By CHARITY B. SMITH
Sunday Times Newspapers
ALLEN PARK — The fire chief, with the help of city attorneys, has drafted a new city ordinance that would ban the use of sky lanterns in the city.
“After seeing some of the conversations on Facebook, I got a feeling from the community that it was something they wanted me to do,” Fire Chief Douglas Lafond said.
The city has had no major fires caused by sky lanterns but there have been some problems with them landing on cars, roofs and yards.
“We are being proactive,” Lafond said. “We are going to stop them before they start to become a problem.”
There have been multiple problems with sky lanterns across the country. In 2011, a lit sky lantern landed on a dry bush in Myrtle Beach, S.C., and burned 800 acres.
Currently sky lanterns are banned in Virginia, Hawaii, Maryland, Washington, Oregon, Minnesota, Tennessee and South Carolina. They have even been banned in their founding city of Sanya, China, as they pose a danger and threat to the city and its nearby airport.

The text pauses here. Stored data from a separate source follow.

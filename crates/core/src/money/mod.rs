//! Money bound to a currency at compile time.
//!
//! CRITICAL: Never use floating-point for money calculations.
//! `Money<C>` wraps `rust_decimal::Decimal`; the currency is the type
//! parameter `C`, so `Money<Usd> + Money<Eur>` does not compile.

pub mod arithmetic;
pub mod distribution;
pub mod rounding;

#[cfg(test)]
mod props;

use std::cmp::Ordering;
use std::fmt;
use std::iter::Sum;
use std::marker::PhantomData;
use std::str::FromStr;

use rust_decimal::Decimal;

use coinage_shared::{Currency, CurrencyDescriptor, MoneyError, MoneyResult};

use rounding::{decimal_from_f32, decimal_from_f64, round_half_even};

/// A monetary amount in currency `C`.
///
/// The amount is exact and is only rounded to the currency's minor unit when
/// asked to (`rounded`, `to_minor_units`) or when a binary float is involved.
#[derive(Clone, Copy, Default, PartialEq, Eq, Hash)]
pub struct Money<C: Currency> {
    amount: Decimal,
    currency: PhantomData<C>,
}

impl<C: Currency> Money<C> {
    /// Creates money holding `amount` verbatim. No rounding is performed.
    #[must_use]
    pub const fn new(amount: Decimal) -> Self {
        Self {
            amount,
            currency: PhantomData,
        }
    }

    /// Creates a zero amount.
    #[must_use]
    pub const fn zero() -> Self {
        Self::new(Decimal::ZERO)
    }

    /// Creates money from a count of minor units (`2` → `0.02 USD`).
    ///
    /// # Panics
    ///
    /// Panics if the currency's minor-unit exponent exceeds the maximum
    /// decimal scale (28). No catalog currency does.
    #[must_use]
    pub fn from_minor_units(minor_units: i64) -> Self {
        Self::new(Decimal::new(minor_units, C::MINOR_UNIT_EXPONENT))
    }

    /// Creates money from a binary float, rounded to the minor unit.
    ///
    /// A float cannot be trusted below currency precision, so the nearest
    /// decimal is always rounded half-to-even.
    pub fn from_f64(value: f64) -> MoneyResult<Self> {
        Ok(Self::new(decimal_from_f64(value)?).rounded())
    }

    /// Parses a decimal literal, returning `None` if the text is not one.
    #[must_use]
    pub fn parse(text: &str) -> Option<Self> {
        text.parse().ok()
    }

    /// The exact decimal amount.
    #[must_use]
    pub const fn amount(&self) -> Decimal {
        self.amount
    }

    /// Catalog entry for this money's currency.
    #[must_use]
    pub fn currency(&self) -> CurrencyDescriptor {
        C::descriptor()
    }

    /// Money worth one minor unit (`0.01 USD`, `1 JPY`).
    #[must_use]
    pub fn minor_unit() -> Self {
        Self::from_minor_units(1)
    }

    /// Integer count of minor units, rounded half-to-even.
    ///
    /// # Errors
    ///
    /// Returns `MoneyError::Overflow` if the count does not fit an `i64`.
    pub fn to_minor_units(&self) -> MoneyResult<i64> {
        let rounded = round_half_even(self.amount, C::MINOR_UNIT_EXPONENT);
        let shift = C::MINOR_UNIT_EXPONENT.saturating_sub(rounded.scale());

        10_i128
            .checked_pow(shift)
            .and_then(|factor| rounded.mantissa().checked_mul(factor))
            .and_then(|units| i64::try_from(units).ok())
            .ok_or(MoneyError::overflow("to_minor_units"))
    }

    /// Returns a copy rounded half-to-even to the minor unit.
    #[must_use]
    pub fn rounded(&self) -> Self {
        Self::new(round_half_even(self.amount, C::MINOR_UNIT_EXPONENT))
    }

    /// Returns true if the amount is zero.
    #[must_use]
    pub fn is_zero(&self) -> bool {
        self.amount.is_zero()
    }

    /// Returns true if the amount is below zero.
    #[must_use]
    pub fn is_negative(&self) -> bool {
        self.amount < Decimal::ZERO
    }

    /// Returns true if the amount is above zero.
    #[must_use]
    pub fn is_positive(&self) -> bool {
        self.amount > Decimal::ZERO
    }

    /// Absolute value.
    #[must_use]
    pub fn abs(&self) -> Self {
        Self::new(self.amount.abs())
    }
}

impl<C: Currency> From<Decimal> for Money<C> {
    fn from(amount: Decimal) -> Self {
        Self::new(amount)
    }
}

macro_rules! impl_from_int {
    ($($int:ty),*) => {
        $(
            impl<C: Currency> From<$int> for Money<C> {
                fn from(value: $int) -> Self {
                    Self::new(Decimal::from(value))
                }
            }
        )*
    };
}

impl_from_int!(i8, i16, i32, i64, u8, u16, u32, u64);

impl<C: Currency> TryFrom<f64> for Money<C> {
    type Error = MoneyError;

    fn try_from(value: f64) -> Result<Self, Self::Error> {
        Self::from_f64(value)
    }
}

impl<C: Currency> TryFrom<f32> for Money<C> {
    type Error = MoneyError;

    fn try_from(value: f32) -> Result<Self, Self::Error> {
        Ok(Self::new(decimal_from_f32(value)?).rounded())
    }
}

impl<C: Currency> FromStr for Money<C> {
    type Err = MoneyError;

    fn from_str(s: &str) -> Result<Self, Self::Err> {
        let parsed = if s.contains(['e', 'E']) {
            Decimal::from_scientific(s)
        } else {
            Decimal::from_str_exact(s)
        };

        parsed.map(Self::new).map_err(|_| MoneyError::Parse {
            input: s.to_string(),
        })
    }
}

impl<C: Currency> PartialOrd for Money<C> {
    fn partial_cmp(&self, other: &Self) -> Option<Ordering> {
        Some(self.cmp(other))
    }
}

impl<C: Currency> Ord for Money<C> {
    fn cmp(&self, other: &Self) -> Ordering {
        self.amount.cmp(&other.amount)
    }
}

impl<C: Currency> fmt::Display for Money<C> {
    fn fmt(&self, f: &mut fmt::Formatter<'_>) -> fmt::Result {
        fmt::Display::fmt(&self.amount, f)
    }
}

impl<C: Currency> fmt::Debug for Money<C> {
    fn fmt(&self, f: &mut fmt::Formatter<'_>) -> fmt::Result {
        write!(f, "{} {}", C::CODE, self.amount)
    }
}

impl<C: Currency> Sum for Money<C> {
    fn sum<I: Iterator<Item = Self>>(iter: I) -> Self {
        iter.fold(Self::zero(), |acc, money| acc + money)
    }
}

impl<'a, C: Currency> Sum<&'a Money<C>> for Money<C> {
    fn sum<I: Iterator<Item = &'a Self>>(iter: I) -> Self {
        iter.copied().sum()
    }
}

The lanterns are made of oiled rice paper and a bamboo frame, and a candle placed inside the lantern floats freely. If the wind blows just right, however, the flame hits the paper and it ignites, possibly causing devastation.
“At the very least, even if it does not cause a fire, it’s littering,” Lafond said. “After all, it has to fall somewhere.”
People were concerned that lanterns could not be banned because of recent fireworks legislation; however Lafond said, “They are not considered a firework. They are a novelty and therefore are not protected under the firework law in Michigan.”
The new ordinance was read twice at the City Council meeting on July 14. It has been posted in a newspaper for all residents to view and will be reread at the next city council meeting on July 28, so that residents have an opportunity to state their opinions on the matter before the council votes.
“Once it passes I plan on working with neighboring cities to get them to pass ordinances as well,” Lafond said, “because lanterns lit in other cities could land in Allen Park.”